> **DATA EXCERPTS**
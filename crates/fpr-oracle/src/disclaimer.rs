//! Risk-disclaimer detection over on-screen frame text.

use async_trait::async_trait;
use serde::{Deserialize, Serialize};

use crate::chat::{decode_content, ChatMessage, ChatRequest};
use crate::error::OracleError;
use crate::lenient::parse_bool_text;
use crate::{prompt, OracleClient};

/// Whether the video shows a risk disclaimer, and its text.
#[derive(Debug, Clone, PartialEq, Eq, Serialize, Deserialize)]
pub struct DisclaimerFinding {
    pub disclaimer_is_exist: bool,
    pub disclaimer_text: String,
}

impl DisclaimerFinding {
    /// No disclaimer found.
    pub fn absent() -> Self {
        Self {
            disclaimer_is_exist: false,
            disclaimer_text: String::new(),
        }
    }
}

/// Model output before normalisation. Models are inconsistent about the
/// flag: a bool, a bool string, or an empty string alongside the text.
#[derive(Debug, Deserialize)]
struct RawFinding {
    disclaimer_is_exist: serde_json::Value,
    #[serde(default)]
    disclaimer_text: Option<String>,
}

impl TryFrom<RawFinding> for DisclaimerFinding {
    type Error = String;

    fn try_from(raw: RawFinding) -> Result<Self, Self::Error> {
        let text = raw.disclaimer_text.unwrap_or_default().trim().to_string();
        let exists = match &raw.disclaimer_is_exist {
            serde_json::Value::Bool(b) => *b,
            serde_json::Value::String(s) if s.trim().is_empty() => !text.is_empty(),
            serde_json::Value::String(s) => parse_bool_text(s)
                .ok_or_else(|| format!("disclaimer_is_exist is not a boolean: {s:?}"))?,
            serde_json::Value::Null => !text.is_empty(),
            other => return Err(format!("disclaimer_is_exist is not a boolean: {other}")),
        };
        Ok(if exists {
            Self {
                disclaimer_is_exist: true,
                disclaimer_text: text,
            }
        } else {
            Self::absent()
        })
    }
}

/// Looks for a risk disclaimer among the texts read from a video's frames.
#[async_trait]
pub trait DisclaimerScanner: Send + Sync {
    async fn scan(&self, frame_texts: &[String]) -> Result<DisclaimerFinding, OracleError>;
}

#[async_trait]
impl DisclaimerScanner for OracleClient {
    async fn scan(&self, frame_texts: &[String]) -> Result<DisclaimerFinding, OracleError> {
        if frame_texts.is_empty() {
            return Ok(DisclaimerFinding::absent());
        }
        tracing::debug!(frames = frame_texts.len(), model = %self.models.disclaimer, "scanning for disclaimer");

        let chat = ChatRequest::new(
            &self.models.disclaimer,
            vec![
                ChatMessage::system(prompt::DISCLAIMER_SYSTEM),
                ChatMessage::user(prompt::disclaimer_user(frame_texts)),
            ],
        )
        .json_object();

        let content = self.chat.complete_text(&chat).await?;
        let raw: RawFinding = decode_content(&content)?;
        DisclaimerFinding::try_from(raw).map_err(|reason| OracleError::Schema {
            endpoint: "POST /chat/completions".into(),
            reason,
        })
    }
}
//! # Aggregated Report Model
//!
//! The read-only view produced by the handbook aggregator and consumed by
//! presentation layers. Serialized shape:
//!
//! ```json
//! {
//!   "violated_handbooks": ["FCA CONC"],
//!   "violated_rules": ["Risk Warnings"],
//!   "per_handbook_status": {
//!     "FCA CONC": {
//!       "Risk Warnings": { "evidence": ["..."], "suggestions": ["..."] },
//!       "Avoidance of High-Pressure Selling": "Respected"
//!     }
//!   }
//! }
//! ```
//!
//! All collections are ordered, so two reports with equal contents
//! serialize to identical bytes.

use std::collections::{BTreeMap, BTreeSet};

use serde::de::Error as _;
use serde::{Deserialize, Deserializer, Serialize, Serializer};

use crate::identity::{HandbookId, RuleName};

const RESPECTED: &str = "Respected";

/// Cited evidence and remediation for a rule that was not respected.
#[derive(Debug, Clone, PartialEq, Eq, Default, Serialize, Deserialize)]
pub struct Findings {
    pub evidence: Vec<String>,
    pub suggestions: Vec<String>,
}

/// Status of one rule under one handbook.
#[derive(Debug, Clone, PartialEq, Eq)]
pub enum RuleStatus {
    /// The rule passed, or could not be evaluated.
    Respected,
    /// The rule was evaluated and violated.
    NotRespected(Findings),
}

impl RuleStatus {
    /// Whether this status is [`RuleStatus::Respected`].
    pub fn is_respected(&self) -> bool {
        matches!(self, Self::Respected)
    }

    /// The findings of a violated rule.
    pub fn findings(&self) -> Option<&Findings> {
        match self {
            Self::Respected => None,
            Self::NotRespected(findings) => Some(findings),
        }
    }
}

impl Serialize for RuleStatus {
    fn serialize<S: Serializer>(&self, serializer: S) -> Result<S::Ok, S::Error> {
        match self {
            Self::Respected => serializer.serialize_str(RESPECTED),
            Self::NotRespected(findings) => findings.serialize(serializer),
        }
    }
}

impl<'de> Deserialize<'de> for RuleStatus {
    fn deserialize<D: Deserializer<'de>>(deserializer: D) -> Result<Self, D::Error> {
        #[derive(Deserialize)]
        #[serde(untagged)]
        enum Repr {
            Marker(String),
            Findings(Findings),
        }

        match Repr::deserialize(deserializer)? {
            Repr::Marker(marker) if marker == RESPECTED => Ok(Self::Respected),
            Repr::Marker(other) => Err(D::Error::custom(format!(
                "unknown rule status \"{other}\""
            ))),
            Repr::Findings(findings) => Ok(Self::NotRespected(findings)),
        }
    }
}

/// Per-handbook, per-rule compliance view of one review run.
///
/// Constructed once by the aggregator; exposes no mutators.
#[derive(Debug, Clone, PartialEq, Eq, Default, Serialize, Deserialize)]
pub struct AggregatedReport {
    violated_handbooks: BTreeSet<HandbookId>,
    violated_rules: BTreeSet<RuleName>,
    per_handbook_status: BTreeMap<HandbookId, BTreeMap<RuleName, RuleStatus>>,
}

impl AggregatedReport {
    /// Assemble a report from its three parts.
    pub fn new(
        violated_handbooks: BTreeSet<HandbookId>,
        violated_rules: BTreeSet<RuleName>,
        per_handbook_status: BTreeMap<HandbookId, BTreeMap<RuleName, RuleStatus>>,
    ) -> Self {
        Self {
            violated_handbooks,
            violated_rules,
            per_handbook_status,
        }
    }

    /// Handbooks with at least one violated rule.
    pub fn violated_handbooks(&self) -> &BTreeSet<HandbookId> {
        &self.violated_handbooks
    }

    /// Rules evaluated as non-compliant.
    pub fn violated_rules(&self) -> &BTreeSet<RuleName> {
        &self.violated_rules
    }

    /// Full handbook → rule → status map.
    pub fn per_handbook_status(&self) -> &BTreeMap<HandbookId, BTreeMap<RuleName, RuleStatus>> {
        &self.per_handbook_status
    }

    /// Status map for one handbook.
    pub fn handbook(&self, handbook: &str) -> Option<&BTreeMap<RuleName, RuleStatus>> {
        self.per_handbook_status.get(handbook)
    }

    /// Status of `rule` under `handbook`.
    pub fn status(&self, handbook: &str, rule: &str) -> Option<&RuleStatus> {
        self.handbook(handbook).and_then(|rules| rules.get(rule))
    }

    /// Whether `handbook` has a violated rule.
    pub fn is_handbook_violated(&self, handbook: &str) -> bool {
        self.violated_handbooks.contains(handbook)
    }

    /// True when no rule was violated.
    pub fn is_clean(&self) -> bool {
        self.violated_rules.is_empty()
    }
}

> **WHAT THE TASK REQUIRES**
Only lines that contain the string "video" count; pick each one out of the records and copy it.

> **EXERCISE ANSWER**
/// Whether the video shows a risk disclaimer, and its text.
/// Looks for a risk disclaimer among the texts read from a video's frames.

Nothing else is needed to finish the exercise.